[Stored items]

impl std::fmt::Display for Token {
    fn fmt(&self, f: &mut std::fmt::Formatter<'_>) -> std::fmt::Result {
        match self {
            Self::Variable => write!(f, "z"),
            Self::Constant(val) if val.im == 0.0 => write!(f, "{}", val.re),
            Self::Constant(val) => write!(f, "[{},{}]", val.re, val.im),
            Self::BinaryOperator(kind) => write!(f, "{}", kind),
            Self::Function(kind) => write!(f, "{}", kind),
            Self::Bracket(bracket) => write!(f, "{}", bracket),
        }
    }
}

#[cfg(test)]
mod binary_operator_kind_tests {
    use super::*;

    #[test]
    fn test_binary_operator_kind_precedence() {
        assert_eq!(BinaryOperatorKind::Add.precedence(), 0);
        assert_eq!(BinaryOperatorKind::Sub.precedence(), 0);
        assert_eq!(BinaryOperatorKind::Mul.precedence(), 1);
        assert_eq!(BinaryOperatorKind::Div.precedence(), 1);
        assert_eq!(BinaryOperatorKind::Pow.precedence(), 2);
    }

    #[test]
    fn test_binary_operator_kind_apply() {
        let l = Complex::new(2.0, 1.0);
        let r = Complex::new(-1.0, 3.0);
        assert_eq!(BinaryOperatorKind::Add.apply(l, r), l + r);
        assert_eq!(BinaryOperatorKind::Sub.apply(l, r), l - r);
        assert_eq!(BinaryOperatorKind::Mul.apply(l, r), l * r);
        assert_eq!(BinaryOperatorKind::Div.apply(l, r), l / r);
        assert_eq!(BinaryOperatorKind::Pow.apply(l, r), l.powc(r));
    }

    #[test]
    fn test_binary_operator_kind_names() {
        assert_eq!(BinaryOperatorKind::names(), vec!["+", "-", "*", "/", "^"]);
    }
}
* * *
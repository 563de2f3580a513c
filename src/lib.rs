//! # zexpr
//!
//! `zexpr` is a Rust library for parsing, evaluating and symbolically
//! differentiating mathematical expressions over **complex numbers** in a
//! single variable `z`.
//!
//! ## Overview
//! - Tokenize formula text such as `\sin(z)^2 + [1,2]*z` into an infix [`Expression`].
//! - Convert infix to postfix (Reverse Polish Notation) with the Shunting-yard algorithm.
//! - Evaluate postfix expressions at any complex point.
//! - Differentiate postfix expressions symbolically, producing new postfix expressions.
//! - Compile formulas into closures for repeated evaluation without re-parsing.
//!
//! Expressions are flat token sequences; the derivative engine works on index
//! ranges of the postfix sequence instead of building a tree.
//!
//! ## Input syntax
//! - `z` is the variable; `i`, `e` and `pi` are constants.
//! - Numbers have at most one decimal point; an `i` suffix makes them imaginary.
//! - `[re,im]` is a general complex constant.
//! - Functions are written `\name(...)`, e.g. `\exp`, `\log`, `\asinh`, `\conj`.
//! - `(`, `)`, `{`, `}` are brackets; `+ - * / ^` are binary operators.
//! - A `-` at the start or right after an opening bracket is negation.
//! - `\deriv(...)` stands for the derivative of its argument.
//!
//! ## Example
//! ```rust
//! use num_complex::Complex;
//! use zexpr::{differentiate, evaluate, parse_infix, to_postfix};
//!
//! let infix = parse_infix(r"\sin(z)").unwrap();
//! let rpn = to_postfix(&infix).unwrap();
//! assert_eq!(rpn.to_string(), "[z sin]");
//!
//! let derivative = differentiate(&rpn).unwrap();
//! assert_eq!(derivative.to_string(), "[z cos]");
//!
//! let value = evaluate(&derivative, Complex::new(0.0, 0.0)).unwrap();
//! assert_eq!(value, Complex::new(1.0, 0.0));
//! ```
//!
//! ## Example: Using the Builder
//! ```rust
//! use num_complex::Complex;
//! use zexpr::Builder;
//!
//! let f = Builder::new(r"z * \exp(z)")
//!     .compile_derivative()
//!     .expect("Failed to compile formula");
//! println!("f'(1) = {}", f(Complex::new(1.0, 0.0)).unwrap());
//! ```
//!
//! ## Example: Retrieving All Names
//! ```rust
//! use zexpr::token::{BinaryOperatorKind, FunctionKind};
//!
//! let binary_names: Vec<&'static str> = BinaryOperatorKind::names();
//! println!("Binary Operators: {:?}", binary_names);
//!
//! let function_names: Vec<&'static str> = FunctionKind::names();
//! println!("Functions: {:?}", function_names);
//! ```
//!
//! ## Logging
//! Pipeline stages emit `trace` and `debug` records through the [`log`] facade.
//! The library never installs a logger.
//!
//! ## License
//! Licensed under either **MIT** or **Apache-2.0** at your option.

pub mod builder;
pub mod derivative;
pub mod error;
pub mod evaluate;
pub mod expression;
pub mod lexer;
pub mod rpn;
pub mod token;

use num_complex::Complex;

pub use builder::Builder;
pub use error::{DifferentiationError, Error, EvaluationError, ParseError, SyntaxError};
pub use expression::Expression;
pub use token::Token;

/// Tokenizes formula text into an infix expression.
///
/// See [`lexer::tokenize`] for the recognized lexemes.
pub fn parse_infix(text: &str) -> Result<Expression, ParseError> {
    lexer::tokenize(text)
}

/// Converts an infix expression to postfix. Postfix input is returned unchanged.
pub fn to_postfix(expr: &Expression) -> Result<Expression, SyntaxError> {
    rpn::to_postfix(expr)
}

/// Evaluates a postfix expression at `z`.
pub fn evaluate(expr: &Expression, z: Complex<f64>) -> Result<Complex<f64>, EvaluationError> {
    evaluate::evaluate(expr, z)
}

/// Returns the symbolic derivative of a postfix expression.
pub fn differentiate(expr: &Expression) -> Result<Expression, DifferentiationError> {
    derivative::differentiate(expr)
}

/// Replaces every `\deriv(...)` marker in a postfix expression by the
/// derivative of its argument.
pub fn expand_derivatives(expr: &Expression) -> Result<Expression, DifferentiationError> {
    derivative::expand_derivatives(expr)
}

▶ The task: Give only the lines from the one holding "filename src/lib.rs" through the one holding "new postfix expressions.", each restated exactly as it appears above.

▶ Exercise output:
filename src/lib.rs
//! # zexpr
//!
//! `zexpr` is a Rust library for parsing, evaluating and symbolically
//! differentiating mathematical expressions over **complex numbers** in a
//! single variable `z`.
//!
//! ## Overview
//! - Tokenize formula text such as `\sin(z)^2 + [1,2]*z` into an infix [`Expression`].
//! - Convert infix to postfix (Reverse Polish Notation) with the Shunting-yard algorithm.
//! - Evaluate postfix expressions at any complex point.
//! - Differentiate postfix expressions symbolically, producing new postfix expressions.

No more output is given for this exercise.